Copy all of the entries that follow, exactly.

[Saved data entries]
Segment Open

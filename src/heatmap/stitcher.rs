/// Stitches the player's per-chapter heatmap SVGs into one image
use crate::error::{HeatmapError, HeatmapResult};
use super::geometry::parse_dimension;
use scraper::{Html, Selector};
use std::fmt::Write as _;
use tracing::{debug, info};

const CONTAINER_SELECTOR: &str = "div.ytp-heat-map-container";
const CHAPTER_SVG_SELECTOR: &str = "div.ytp-heat-map-chapter > svg";
const SVG_NAMESPACE: &str = "http://www.w3.org/2000/svg";

/// One chapter's vector graphic as found in the page
#[derive(Debug, Clone, PartialEq)]
pub struct Fragment {
    /// Raw width attribute, e.g. `"120px"` or `"12.5%"`
    pub width: String,
    /// Raw height attribute
    pub height: String,
    /// Serialized child nodes, in source order
    pub children: String,
}

impl Fragment {
    pub fn new(width: impl Into<String>, height: impl Into<String>, children: impl Into<String>) -> Self {
        Self {
            width: width.into(),
            height: height.into(),
            children: children.into(),
        }
    }
}

/// A fragment placed inside the unified image
#[derive(Debug, Clone, PartialEq)]
pub struct FragmentGroup {
    /// Horizontal translation in pixels
    pub offset: u32,
    /// Width of the source fragment in pixels
    pub width: u32,
    /// Chapter child markup, unchanged
    pub content: String,
}

/// Single synthetic SVG made of every chapter fragment laid out left to right
#[derive(Debug, Clone, PartialEq)]
pub struct UnifiedImage {
    pub width: u32,
    pub height: u32,
    pub groups: Vec<FragmentGroup>,
}

impl UnifiedImage {
    /// Extract and stitch in one step
    pub fn from_markup(markup: &str) -> HeatmapResult<Self> {
        let fragments = extract_fragments(markup)?;
        stitch(&fragments)
    }

    /// Serialize as a standalone SVG document
    pub fn to_svg(&self) -> String {
        let mut svg = String::new();
        // Writing into a String cannot fail
        let _ = writeln!(
            svg,
            r#"<svg xmlns="{ns}" width="{w}px" height="{h}px" viewBox="0 0 {w} {h}">"#,
            ns = SVG_NAMESPACE,
            w = self.width,
            h = self.height
        );
        for group in &self.groups {
            let _ = writeln!(svg, r#"  <g transform="translate({}, 0)">{}</g>"#, group.offset, group.content);
        }
        svg.push_str("</svg>\n");
        svg
    }
}

fn selector(css: &str) -> HeatmapResult<Selector> {
    Selector::parse(css).map_err(|e| HeatmapError::malformed(format!("invalid selector {}: {:?}", css, e)))
}

/// Find the chapter SVGs inside page markup (full page or container contents)
pub fn extract_fragments(markup: &str) -> HeatmapResult<Vec<Fragment>> {
    let document = Html::parse_document(markup);
    let chapter_selector = selector(CHAPTER_SVG_SELECTOR)?;

    let mut fragments = Vec::new();
    for svg in document.select(&chapter_selector) {
        let attrs = svg.value();
        let width = attrs
            .attr("width")
            .ok_or_else(|| HeatmapError::malformed(format!("chapter svg #{} has no width", fragments.len())))?;
        let height = attrs
            .attr("height")
            .ok_or_else(|| HeatmapError::malformed(format!("chapter svg #{} has no height", fragments.len())))?;

        fragments.push(Fragment::new(width, height, svg.inner_html()));
    }

    if fragments.is_empty() {
        let has_container = document.select(&selector(CONTAINER_SELECTOR)?).next().is_some();
        return Err(if has_container {
            HeatmapError::not_found("heatmap container has no chapter svg")
        } else {
            HeatmapError::not_found("heatmap container not present in markup")
        });
    }

    debug!("Found {} heatmap chapter fragments", fragments.len());
    Ok(fragments)
}

/// Lay fragments out horizontally, each translated by the widths before it
pub fn stitch(fragments: &[Fragment]) -> HeatmapResult<UnifiedImage> {
    if fragments.is_empty() {
        return Err(HeatmapError::not_found("no heatmap fragments to stitch"));
    }

    let mut groups = Vec::with_capacity(fragments.len());
    let mut current_x: u32 = 0;
    let mut max_height: u32 = 0;

    for fragment in fragments {
        let width = parse_dimension(&fragment.width)?;
        let height = parse_dimension(&fragment.height)?;

        groups.push(FragmentGroup {
            offset: current_x,
            width,
            content: fragment.children.clone(),
        });

        current_x = current_x.saturating_add(width);
        max_height = max_height.max(height);
    }

    info!("🧩 Stitched {} heatmap fragments into {}x{}", groups.len(), current_x, max_height);

    Ok(UnifiedImage {
        width: current_x,
        height: max_height,
        groups,
    })
}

Segment Closed

**Answer section:**
filename src/heatmap/stitcher.rs
/// Stitches the player's per-chapter heatmap SVGs into one image
use crate::error::{HeatmapError, HeatmapResult};
use super::geometry::parse_dimension;
use scraper::{Html, Selector};
use std::fmt::Write as _;
use tracing::{debug, info};

const CONTAINER_SELECTOR: &str = "div.ytp-heat-map-container";
const CHAPTER_SVG_SELECTOR: &str = "div.ytp-heat-map-chapter > svg";
const SVG_NAMESPACE: &str = "http://www.w3.org/2000/svg";

/// One chapter's vector graphic as found in the page
#[derive(Debug, Clone, PartialEq)]
pub struct Fragment {
    /// Raw width attribute, e.g. `"120px"` or `"12.5%"`
    pub width: String,
    /// Raw height attribute
    pub height: String,
    /// Serialized child nodes, in source order
    pub children: String,
}

impl Fragment {
    pub fn new(width: impl Into<String>, height: impl Into<String>, children: impl Into<String>) -> Self {
        Self {
            width: width.into(),
            height: height.into(),
            children: children.into(),
        }
    }
}

/// A fragment placed inside the unified image
#[derive(Debug, Clone, PartialEq)]
pub struct FragmentGroup {
    /// Horizontal translation in pixels
    pub offset: u32,
    /// Width of the source fragment in pixels
    pub width: u32,
    /// Chapter child markup, unchanged
    pub content: String,
}

/// Single synthetic SVG made of every chapter fragment laid out left to right
#[derive(Debug, Clone, PartialEq)]
pub struct UnifiedImage {
    pub width: u32,
    pub height: u32,
    pub groups: Vec<FragmentGroup>,
}

impl UnifiedImage {
    /// Extract and stitch in one step
    pub fn from_markup(markup: &str) -> HeatmapResult<Self> {
        let fragments = extract_fragments(markup)?;
        stitch(&fragments)
    }

    /// Serialize as a standalone SVG document
    pub fn to_svg(&self) -> String {
        let mut svg = String::new();
        // Writing into a String cannot fail
        let _ = writeln!(
            svg,
            r#"<svg xmlns="{ns}" width="{w}px" height="{h}px" viewBox="0 0 {w} {h}">"#,
            ns = SVG_NAMESPACE,
            w = self.width,
            h = self.height
        );
        for group in &self.groups {
            let _ = writeln!(svg, r#"  <g transform="translate({}, 0)">{}</g>"#, group.offset, group.content);
        }
        svg.push_str("</svg>\n");
        svg
    }
}

fn selector(css: &str) -> HeatmapResult<Selector> {
    Selector::parse(css).map_err(|e| HeatmapError::malformed(format!("invalid selector {}: {:?}", css, e)))
}

/// Find the chapter SVGs inside page markup (full page or container contents)
pub fn extract_fragments(markup: &str) -> HeatmapResult<Vec<Fragment>> {
    let document = Html::parse_document(markup);
    let chapter_selector = selector(CHAPTER_SVG_SELECTOR)?;

    let mut fragments = Vec::new();
    for svg in document.select(&chapter_selector) {
        let attrs = svg.value();
        let width = attrs
            .attr("width")
            .ok_or_else(|| HeatmapError::malformed(format!("chapter svg #{} has no width", fragments.len())))?;
        let height = attrs
            .attr("height")
            .ok_or_else(|| HeatmapError::malformed(format!("chapter svg #{} has no height", fragments.len())))?;

        fragments.push(Fragment::new(width, height, svg.inner_html()));
    }

    if fragments.is_empty() {
        let has_container = document.select(&selector(CONTAINER_SELECTOR)?).next().is_some();
        return Err(if has_container {
            HeatmapError::not_found("heatmap container has no chapter svg")
        } else {
            HeatmapError::not_found("heatmap container not present in markup")
        });
    }

    debug!("Found {} heatmap chapter fragments", fragments.len());
    Ok(fragments)
}

/// Lay fragments out horizontally, each translated by the widths before it
pub fn stitch(fragments: &[Fragment]) -> HeatmapResult<UnifiedImage> {
    if fragments.is_empty() {
        return Err(HeatmapError::not_found("no heatmap fragments to stitch"));
    }

    let mut groups = Vec::with_capacity(fragments.len());
    let mut current_x: u32 = 0;
    let mut max_height: u32 = 0;

    for fragment in fragments {
        let width = parse_dimension(&fragment.width)?;
        let height = parse_dimension(&fragment.height)?;

        groups.push(FragmentGroup {
            offset: current_x,
            width,
            content: fragment.children.clone(),
        });

        current_x = current_x.saturating_add(width);
        max_height = max_height.max(height);
    }

    info!("🧩 Stitched {} heatmap fragments into {}x{}", groups.len(), current_x, max_height);

    Ok(UnifiedImage {
        width: current_x,
        height: max_height,
        groups,
    })
}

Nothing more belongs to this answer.